On the other hand I feel that the broader public is relevant here. LessWrong isn´t that small a community and I suspect people have quite some emotional attachment to this place, as they use it as a guide to alter their thinking. By calling all things that are usefull in this way 'rational' I think you'd be confusing the term. It could lead to rationality turning into a generic substitute for 'good' or 'decent'. To me, that seems harmfull to an agenda of improving people's rational thinking.

Comment author: TheOtherDave 04 January 2012 04:26:57PM 1 point [-]

If I have a choice of whether to enjoy singing or not, and I've chosen to take singing lessons, I ought to choose to enjoy singing.

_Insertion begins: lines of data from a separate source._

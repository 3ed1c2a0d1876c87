#![allow(dead_code)]

use async_trait::async_trait;
use offer_curator::scrapers::fetcher::PageFetcher;
use offer_curator::services::telegram::{DeliveryError, OfferNotifier, OutgoingMessage};
use sea_orm::{ConnectOptions, Database, DatabaseConnection, DbErr};
use sea_orm_migration::MigratorTrait;
use std::collections::HashMap;
use std::sync::Mutex;
use std::time::Duration;

/// Set up a fresh in-memory database with every migration applied.
/// A single connection keeps all queries on the same in-memory database.
pub async fn setup_test_db() -> Result<DatabaseConnection, DbErr> {
    let db = connect_in_memory().await?;
    migration::Migrator::up(&db, None).await?;
    Ok(db)
}

/// Same as `setup_test_db` without running migrations
pub async fn connect_in_memory() -> Result<DatabaseConnection, DbErr> {
    let mut options = ConnectOptions::new("sqlite::memory:");
    options
        .max_connections(1)
        .min_connections(1)
        .sqlx_logging(false);

    Database::connect(options).await
}

/// Serves canned pages by URL; unknown URLs behave like a failed fetch.
#[derive(Default)]
pub struct MockFetcher {
    pages: HashMap<String, String>,
    requests: Mutex<Vec<String>>,
}

impl MockFetcher {
    pub fn with_page(mut self, url: &str, html: &str) -> Self {
        self.pages.insert(url.to_string(), html.to_string());
        self
    }

    pub fn requests(&self) -> Vec<String> {
        self.requests.lock().unwrap().clone()
    }
}

#[async_trait]
impl PageFetcher for MockFetcher {
    async fn fetch(&self, url: &str, _timeout: Duration) -> Option<String> {
        self.requests.lock().unwrap().push(url.to_string());
        self.pages.get(url).cloned()
    }
}

/// Records every message; photo posts can be made to fail.
#[derive(Default)]
pub struct MockNotifier {
    reject_photos: bool,
    reject_all: bool,
    sent: Mutex<Vec<OutgoingMessage>>,
    attempts: Mutex<usize>,
}

impl MockNotifier {
    pub fn rejecting_photos() -> Self {
        Self {
            reject_photos: true,
            ..Default::default()
        }
    }

    pub fn rejecting_all() -> Self {
        Self {
            reject_all: true,
            ..Default::default()
        }
    }

    pub fn sent(&self) -> Vec<OutgoingMessage> {
        self.sent.lock().unwrap().clone()
    }

    pub fn attempts(&self) -> usize {
        *self.attempts.lock().unwrap()
    }
}

#[async_trait]
impl OfferNotifier for MockNotifier {
    async fn send(&self, message: &OutgoingMessage) -> Result<(), DeliveryError> {
        *self.attempts.lock().unwrap() += 1;

        if self.reject_all {
            return Err(DeliveryError::new("Bad Request: chat not found"));
        }
        if self.reject_photos && message.photo_url.is_some() {
            return Err(DeliveryError::new("Bad Request: wrong file identifier"));
        }

        self.sent.lock().unwrap().push(message.clone());
        Ok(())
    }
}

#[cfg(test)]
mod tests {
    use super::*;

    #[tokio::test]
    async fn test_setup_test_db() {
        let db = setup_test_db().await;
        assert!(db.is_ok(), "In-memory database with migrations should come up");
    }
}
//! Replacement of banner-like titles with the product page's own title

use lazy_static::lazy_static;
use regex::Regex;
use scraper::{Html, Selector};
use std::time::Duration;

use super::fetcher::PageFetcher;
use super::text::{clean_text, normalize_text};

/// Normalized titles shorter than this are treated as labels, not names
pub const MIN_TITLE_LEN: usize = 8;

lazy_static! {
    static ref GENERIC_TITLE_REGEX: Regex = Regex::new(
        r"\b(oferta|ofertas|promocao|promo|black friday|flash sale)\b"
    ).unwrap();

    // Ordered: social preview, meta title, h1, <title>, h2/h3
    static ref TITLE_SELECTORS: Vec<Selector> = [
        r#"meta[property="og:title"]"#,
        r#"meta[name="title"]"#,
        "h1",
        "title",
        "h2, h3",
    ]
    .iter()
    .map(|s| Selector::parse(s).unwrap())
    .collect();
}

/// Absent, too short, or made of promo vocabulary
pub fn looks_like_generic_title(title: Option<&str>) -> bool {
    let Some(title) = title else {
        return true;
    };

    let plain = normalize_text(title);
    plain.chars().count() < MIN_TITLE_LEN || GENERIC_TITLE_REGEX.is_match(&plain)
}

/// Best title a product page offers about itself
pub fn title_from_document(html: &str) -> Option<String> {
    let document = Html::parse_document(html);

    TITLE_SELECTORS.iter().find_map(|selector| {
        let element = document.select(selector).next()?;
        match element.value().name() {
            "meta" => element.value().attr("content").and_then(clean_text),
            _ => clean_text(&element.text().collect::<Vec<_>>().join(" ")),
        }
    })
}

/// Keep `title` unless it looks generic; then try the linked page.
/// Any failure keeps the original title.
pub async fn resolve_title(
    fetcher: &dyn PageFetcher,
    title: Option<String>,
    link: &str,
    timeout: Duration,
) -> Option<String> {
    if !looks_like_generic_title(title.as_deref()) {
        return title;
    }

    let Some(html) = fetcher.fetch(link, timeout).await else {
        tracing::debug!("Could not fetch {} to resolve generic title {:?}", link, title);
        return title;
    };

    match title_from_document(&html) {
        Some(real_title) => {
            tracing::info!("Generic title {:?} replaced -> {}", title, real_title);
            Some(real_title)
        }
        None => {
            tracing::debug!("No title found on {}, keeping {:?}", link, title);
            title
        }
    }
}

Comment author: thomblake 04 January 2012 02:58:50PM 0 points [-]

See What Do We Mean By "Rationality".

Summary: "Epistemic rationality" is having beliefs that correspond to reality. "Instrumental rationality" is being able to actualize your values, or achieve your goals.

Irrationality, then, is having beliefs that do not correspond to reality, or being unable to achieve your goals. And to the extent that humans are hard-wired to be likely irrational, that certainly is a bug that should be fixed.

Comment author: Kouran 04 January 2012 03:41:07PM 1 point [-]

By that definition you might say that, but that still leaves the problem I tend to adress, that rationality (and by the supplied definition also irrationality) is suscribe to people and actions where thinking quite likely did not take place or was not the deciding factor of what action came about in the end. It falsely divides human experience into 'rational' and 'erroneously rational/irrational'. Thinkin is nog all that goes on among humans.

Comment author: thomblake 04 January 2012 04:07:38PM 0 points [-]

Thinkin is nog [sic] all that goes on among humans.

Uncontroversial, as far as that goes.